The Liberals under Dean Brown went into the election as unbackable favourites, and swept the 11-year Labor government from power in a massive landslide.  They won 37 of 47 seats (78.7 percent of the available seats, a majority of 14) in the South Australian House of Assembly from a 15-seat swing − in terms of seat count and percentage of seats won, the largest majority government in the state's history.  By comparison, Sir Thomas Playford never governed with more than 23 seats in a 39-seat legislature during his record 27 years as Premier, and Don Dunstan never governed with more than 27 seats in a 47-seat legislature.

The Liberals won 60.9 percent of the two-party vote, the largest two-party preferred vote in South Australian state history (dating back to the first statewide two-party calculations from 1944). Labor fell to just 39.1 percent of the two-party vote from a two-party swing of 8.9 percent—at the time, the largest two-party swing in South Australian state history (second only to the 9.4 percent swing at the following 1997 election, and still the largest that resulted in a change of government. The 15-seat swing is still the largest in South Australian state history.

Adelaide, which had been Labor's power base in the state for decades, swung over dramatically to support the Liberals.  Labor lost seats in several parts of Adelaide where it had not been seriously threatened in memory, and was cut down to only nine seats in the capital. Additionally, Labor suffered what proved to be permanent swings in much of country South Australia; it was cut down to only one seat outside of Adelaide, the Whyalla-based seat of Giles.

The stratospheric records for seat count and percentage of seats in the House led to predictions of a generation of Liberal government.  However, the Liberal gains were short lived.  Factional stoushes between the moderate and conservative wings of the Liberal Party led to Brown's factional rival, John Olsen, successfully challenging Brown for the Liberal leadership in 1996.  In turn, the Liberals were reduced to a minority government as a result of the 1997 election, following another record two-party swing in the other direction of 9.5 percent.

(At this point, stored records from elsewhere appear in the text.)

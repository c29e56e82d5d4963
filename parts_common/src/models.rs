use serde::{Deserialize, Deserializer, Serialize};

/// Image shown for products and gallery entries without a picture
pub const PLACEHOLDER_IMAGE: &str = "/placeholder.jpg";

pub type ProductId = u64;

/// Chassis generation a part fits
#[derive(Debug, Clone, Copy, PartialEq, Eq, Hash)]
pub enum Generation {
    E46,
    F80,
}

impl Generation {
    /// Returns the wire tag (e.g., "e46")
    pub fn as_str(&self) -> &'static str {
        match self {
            Generation::E46 => "e46",
            Generation::F80 => "f80",
        }
    }

    /// Returns the display label (e.g., "E46")
    pub fn label(&self) -> &'static str {
        match self {
            Generation::E46 => "E46",
            Generation::F80 => "F80",
        }
    }

    /// Parse a generation tag, ignoring case
    pub fn parse(s: &str) -> Option<Self> {
        match s.trim().to_lowercase().as_str() {
            "e46" => Some(Generation::E46),
            "f80" => Some(Generation::F80),
            _ => None,
        }
    }

    /// Returns all known generations
    pub fn all() -> &'static [Generation] {
        &[Generation::E46, Generation::F80]
    }
}

/// Part category
#[derive(Debug, Clone, Copy, PartialEq, Eq, Hash)]
pub enum Category {
    Wheels,
    Suspension,
    Engine,
    Exhaust,
    Aero,
    Drivetrain,
    Maintenance,
}

impl Category {
    /// Returns the wire tag (e.g., "wheels")
    pub fn as_str(&self) -> &'static str {
        match self {
            Category::Wheels => "wheels",
            Category::Suspension => "suspension",
            Category::Engine => "engine",
            Category::Exhaust => "exhaust",
            Category::Aero => "aero",
            Category::Drivetrain => "drivetrain",
            Category::Maintenance => "maintenance",
        }
    }

    /// Returns the chip label (e.g., "Wheels")
    pub fn label(&self) -> &'static str {
        match self {
            Category::Wheels => "Wheels",
            Category::Suspension => "Suspension",
            Category::Engine => "Engine",
            Category::Exhaust => "Exhaust",
            Category::Aero => "Aero",
            Category::Drivetrain => "Drivetrain",
            Category::Maintenance => "Maintenance",
        }
    }

    /// Parse a category tag, ignoring case
    pub fn parse(s: &str) -> Option<Self> {
        Self::all()
            .iter()
            .copied()
            .find(|c| c.as_str().eq_ignore_ascii_case(s.trim()))
    }

    /// Returns all categories in chip order
    pub fn all() -> &'static [Category] {
        &[
            Category::Wheels,
            Category::Suspension,
            Category::Engine,
            Category::Exhaust,
            Category::Aero,
            Category::Drivetrain,
            Category::Maintenance,
        ]
    }
}

/// Catalog product as served by `GET /api/products`
///
/// Tags are kept as the raw strings the API sent so that records with an
/// unexpected generation or category still load and can be searched.
#[derive(Debug, Clone, PartialEq, Serialize, Deserialize)]
pub struct Product {
    pub id: ProductId,
    #[serde(default, deserialize_with = "null_as_default")]
    pub title: String,
    #[serde(default, deserialize_with = "null_as_default")]
    pub brand: String,
    #[serde(rename = "gen", default, deserialize_with = "null_as_default")]
    pub generation: String,
    #[serde(rename = "cat", default, deserialize_with = "null_as_default")]
    pub category: String,
    /// Absent means "contact for price"
    #[serde(default)]
    pub price: Option<f64>,
    #[serde(rename = "img", default)]
    pub image: Option<String>,
    #[serde(default, deserialize_with = "null_as_default")]
    pub link: String,
}

impl Product {
    /// Parsed generation tag, if it is one of the known generations
    pub fn generation_tag(&self) -> Option<Generation> {
        Generation::parse(&self.generation)
    }

    /// Parsed category tag, if it is one of the known categories
    pub fn category_tag(&self) -> Option<Category> {
        Category::parse(&self.category)
    }

    pub fn image_or_placeholder(&self) -> &str {
        match self.image.as_deref() {
            Some(url) if !url.trim().is_empty() => url,
            _ => PLACEHOLDER_IMAGE,
        }
    }
}

/// Community gallery entry as served by `GET /api/gallery`
#[derive(Debug, Clone, PartialEq, Eq, Default, Serialize, Deserialize)]
pub struct GalleryEntry {
    #[serde(default, deserialize_with = "null_as_default")]
    pub name: String,
    #[serde(default, deserialize_with = "null_as_default")]
    pub car: String,
    #[serde(rename = "imageUrl", default, deserialize_with = "null_as_default")]
    pub image_url: String,
}

impl GalleryEntry {
    pub fn image_or_placeholder(&self) -> &str {
        if self.image_url.trim().is_empty() {
            PLACEHOLDER_IMAGE
        } else {
            &self.image_url
        }
    }
}

/// Treats an explicit JSON `null` like a missing field
fn null_as_default<'de, D, T>(deserializer: D) -> Result<T, D::Error>
where
    D: Deserializer<'de>,
    T: Default + Deserialize<'de>,
{
    Ok(Option::<T>::deserialize(deserializer)?.unwrap_or_default())
}
//! Catalog filtering and sorting
//!
//! The visible product list is derived from the loaded products and the
//! current [`FilterCriteria`] in a single pass plus an optional stable sort.

use feruca::Collator;
use parts_common::{CatalogError, Category, Generation, Product};

/// Product ordering selected in the sort menu
#[derive(Debug, Clone, Copy, PartialEq, Eq, Default)]
pub enum SortMode {
    /// Source order from the API
    #[default]
    Default,
    PriceAsc,
    PriceDesc,
    BrandAsc,
}

impl SortMode {
    /// Returns the wire name (e.g., "price-asc")
    pub fn as_str(&self) -> &'static str {
        match self {
            SortMode::Default => "default",
            SortMode::PriceAsc => "price-asc",
            SortMode::PriceDesc => "price-desc",
            SortMode::BrandAsc => "brand-asc",
        }
    }

    /// Returns the menu label
    pub fn label(&self) -> &'static str {
        match self {
            SortMode::Default => "Sort: Featured",
            SortMode::PriceAsc => "Price: Low to High",
            SortMode::PriceDesc => "Price: High to Low",
            SortMode::BrandAsc => "Brand: A to Z",
        }
    }

    pub fn parse(s: &str) -> Result<Self, CatalogError> {
        Self::all()
            .iter()
            .copied()
            .find(|m| m.as_str().eq_ignore_ascii_case(s.trim()))
            .ok_or_else(|| CatalogError::UnknownSortMode(s.to_string()))
    }

    pub fn all() -> &'static [SortMode] {
        &[
            SortMode::Default,
            SortMode::PriceAsc,
            SortMode::PriceDesc,
            SortMode::BrandAsc,
        ]
    }
}

/// Current query/generation/category/sort selection
///
/// `None` for a tag filter means "all".
#[derive(Debug, Clone, PartialEq, Default)]
pub struct FilterCriteria {
    pub query: String,
    pub generation: Option<Generation>,
    pub category: Option<Category>,
    pub sort: SortMode,
}

/// Parse a generation selection where "all" disables the filter
pub fn parse_generation_filter(s: &str) -> Result<Option<Generation>, CatalogError> {
    if s.trim().eq_ignore_ascii_case("all") {
        return Ok(None);
    }
    Generation::parse(s)
        .map(Some)
        .ok_or_else(|| CatalogError::UnknownGeneration(s.to_string()))
}

/// Parse a category selection where "all" disables the filter
pub fn parse_category_filter(s: &str) -> Result<Option<Category>, CatalogError> {
    if s.trim().eq_ignore_ascii_case("all") {
        return Ok(None);
    }
    Category::parse(s)
        .map(Some)
        .ok_or_else(|| CatalogError::UnknownCategory(s.to_string()))
}

/// Apply criteria to the full product list, returning the list to render.
///
/// Filters are conjunctive. The result is always a subset of `products`;
/// with the default sort it keeps source order.
pub fn apply(products: &[Product], criteria: &FilterCriteria) -> Vec<Product> {
    let query = criteria.query.to_lowercase();

    let mut list: Vec<Product> = products
        .iter()
        .filter(|p| {
            criteria
                .generation
                .map_or(true, |g| p.generation == g.as_str())
        })
        .filter(|p| {
            criteria
                .category
                .map_or(true, |c| p.category == c.as_str())
        })
        .filter(|p| matches_query(p, &query))
        .cloned()
        .collect();

    match criteria.sort {
        SortMode::Default => {}
        SortMode::PriceAsc => list.sort_by(|a, b| {
            let a = a.price.unwrap_or(f64::INFINITY);
            let b = b.price.unwrap_or(f64::INFINITY);
            a.total_cmp(&b)
        }),
        SortMode::PriceDesc => list.sort_by(|a, b| {
            let a = a.price.unwrap_or(f64::NEG_INFINITY);
            let b = b.price.unwrap_or(f64::NEG_INFINITY);
            b.total_cmp(&a)
        }),
        SortMode::BrandAsc => {
            let mut collator = Collator::default();
            list.sort_by(|a, b| collator.collate(a.brand.as_str(), b.brand.as_str()));
        }
    }

    list
}

/// Case-insensitive substring match on title, brand or generation tag.
/// `query` must already be lowercased; an empty query matches everything.
fn matches_query(product: &Product, query: &str) -> bool {
    query.is_empty()
        || product.title.to_lowercase().contains(query)
        || product.brand.to_lowercase().contains(query)
        || product.generation.to_lowercase().contains(query)
}

#[cfg(test)]
#[path = "filter_tests.rs"]
mod tests;
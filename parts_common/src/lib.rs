//! Shared types for the parts storefront
//!
//! Product and gallery records as served by the storefront API, the closed
//! generation/category tag sets, and the common error type.

pub mod error;
pub mod models;

pub use error::{CatalogError, Result};
pub use models::{Category, GalleryEntry, Generation, Product, ProductId, PLACEHOLDER_IMAGE};
//! Community gallery submissions
//!
//! A submission is posted once. There is no retry and no optimistic insert;
//! the gallery only changes when it is re-fetched after an accepted post.

use crate::api::StorefrontClient;
use parts_common::CatalogError;
use std::collections::BTreeMap;
use thiserror::Error;

pub const SUBMISSION_ACCEPTED_MESSAGE: &str = "Thanks! Your submission will be reviewed.";
pub const SUBMISSION_ERROR_MESSAGE: &str = "Submission error.";

/// Form field keys as posted to the API
pub const FIELD_NAME: &str = "name";
pub const FIELD_CAR: &str = "car";
pub const FIELD_IMAGE_URL: &str = "imageUrl";

const REQUIRED_FIELDS: [&str; 3] = [FIELD_NAME, FIELD_CAR, FIELD_IMAGE_URL];

/// Why a submission did not go through. Users only ever see
/// [`SUBMISSION_ERROR_MESSAGE`]; the variants exist for logging.
#[derive(Debug, Error)]
pub enum SubmissionError {
    /// A required field is blank; nothing was sent
    #[error("Missing required field: {0}")]
    Incomplete(&'static str),
    /// The server answered with a non-2xx status
    #[error("Submission rejected: HTTP {0}")]
    Rejected(reqwest::StatusCode),
    /// The request never completed
    #[error("Submission failed: {0}")]
    Transport(CatalogError),
}

impl SubmissionError {
    pub fn user_message(&self) -> &'static str {
        SUBMISSION_ERROR_MESSAGE
    }
}

impl From<CatalogError> for SubmissionError {
    fn from(err: CatalogError) -> Self {
        match err {
            CatalogError::HttpStatus(status) => SubmissionError::Rejected(status),
            other => SubmissionError::Transport(other),
        }
    }
}

/// Editable field of the gallery form
#[derive(Debug, Clone, Copy, PartialEq, Eq)]
pub enum GalleryField {
    Name,
    Car,
    ImageUrl,
}

/// Gallery form contents
#[derive(Debug, Clone, PartialEq, Eq, Default)]
pub struct GalleryForm {
    pub name: String,
    pub car: String,
    pub image_url: String,
}

impl GalleryForm {
    pub fn new(name: &str, car: &str, image_url: &str) -> Self {
        Self {
            name: name.to_string(),
            car: car.to_string(),
            image_url: image_url.to_string(),
        }
    }

    pub fn set(&mut self, field: GalleryField, value: String) {
        match field {
            GalleryField::Name => self.name = value,
            GalleryField::Car => self.car = value,
            GalleryField::ImageUrl => self.image_url = value,
        }
    }

    /// True when every required field has content
    pub fn is_complete(&self) -> bool {
        missing_field(&self.to_fields()).is_none()
    }

    pub fn clear(&mut self) {
        *self = Self::default();
    }

    /// Form fields keyed by their wire names
    pub fn to_fields(&self) -> BTreeMap<String, String> {
        BTreeMap::from([
            (FIELD_NAME.to_string(), self.name.clone()),
            (FIELD_CAR.to_string(), self.car.clone()),
            (FIELD_IMAGE_URL.to_string(), self.image_url.clone()),
        ])
    }
}

fn missing_field(fields: &BTreeMap<String, String>) -> Option<&'static str> {
    REQUIRED_FIELDS
        .into_iter()
        .find(|key| fields.get(*key).map_or(true, |v| v.trim().is_empty()))
}

/// Post form fields to the gallery endpoint as a JSON object.
///
/// Blank required fields block the submission before any request is made.
pub async fn submit(
    client: &StorefrontClient,
    fields: &BTreeMap<String, String>,
) -> Result<(), SubmissionError> {
    if let Some(field) = missing_field(fields) {
        log::debug!("Gallery submission blocked, {} is empty", field);
        return Err(SubmissionError::Incomplete(field));
    }

    client.post_gallery(fields).await?;
    log::info!("Gallery submission accepted");
    Ok(())
}
//! Application configuration loaded from environment variables.

use std::path::PathBuf;

use catalog::DEFAULT_DATA_FILE;

/// Server configuration with sensible defaults.
///
/// Reads from environment variables:
/// - `HOST` — bind address (default: `"0.0.0.0"`)
/// - `PORT` — listen port (default: `3000`)
/// - `RUST_LOG` — tracing filter directive (default: `"info"`)
/// - `DATA_FILE` — item document path (default: `"./data.json"`)
#[derive(Debug, Clone)]
pub struct Config {
    pub host: String,
    pub port: u16,
    pub log_level: String,
    pub data_file: PathBuf,
}

impl Config {
    /// Loads configuration from environment variables, falling back to defaults.
    pub fn from_env() -> Self {
        Self::from_lookup(|key| std::env::var(key).ok())
    }

    fn from_lookup(lookup: impl Fn(&str) -> Option<String>) -> Self {
        let defaults = Self::default();
        Self {
            host: lookup("HOST").unwrap_or(defaults.host),
            port: lookup("PORT")
                .and_then(|p| p.parse().ok())
                .unwrap_or(defaults.port),
            log_level: lookup("RUST_LOG").unwrap_or(defaults.log_level),
            data_file: lookup("DATA_FILE")
                .map(PathBuf::from)
                .unwrap_or(defaults.data_file),
        }
    }

    /// Returns the `"host:port"` bind address string.
    pub fn addr(&self) -> String {
        format!("{}:{}", self.host, self.port)
    }
}

impl Default for Config {
    fn default() -> Self {
        Self {
            host: "0.0.0.0".to_string(),
            port: 3000,
            log_level: "info".to_string(),
            data_file: PathBuf::from(DEFAULT_DATA_FILE),
        }
    }
}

A 1994 Torrens by-election saw Labor take the seat from the Liberals. The 1994 Elizabeth by-election and 1994 Taylor by-election saw Labor retain both seats.

Legislative Council

|}

Seats changing hands

 Members in italics did not recontest their seats.
 Martyn Evans was elected as an Independent in 1989, then joined Labor in 1993. Pre-election margin is vs. Labor, after margin is vs. Liberal.
 The new district of Hart was largely based on the abolished district of Semaphore, which had been won by Norm Peterson as an Independent in 1989.
 Don Hopgood was the sitting MP for the abolished district of Baudin, which was largely replaced by Kaurna.
 Kevin Hamilton was the sitting Labor MP for the abolished district of Albert Park, which took in parts of the new district of Lee.
 Susan Lenehan instead contested the seat of Reynell and lost.
 Paul Holloway instead contested the seat of Elder and lost.
 John Klunder was the sitting Labor MP for the abolished district of Todd, which took in most of the new district of Torrens.
 The new district of Wright was largely based on the abolished district of Briggs. The sitting Briggs MP Mike Rann instead contested the seat of Ramsay and won.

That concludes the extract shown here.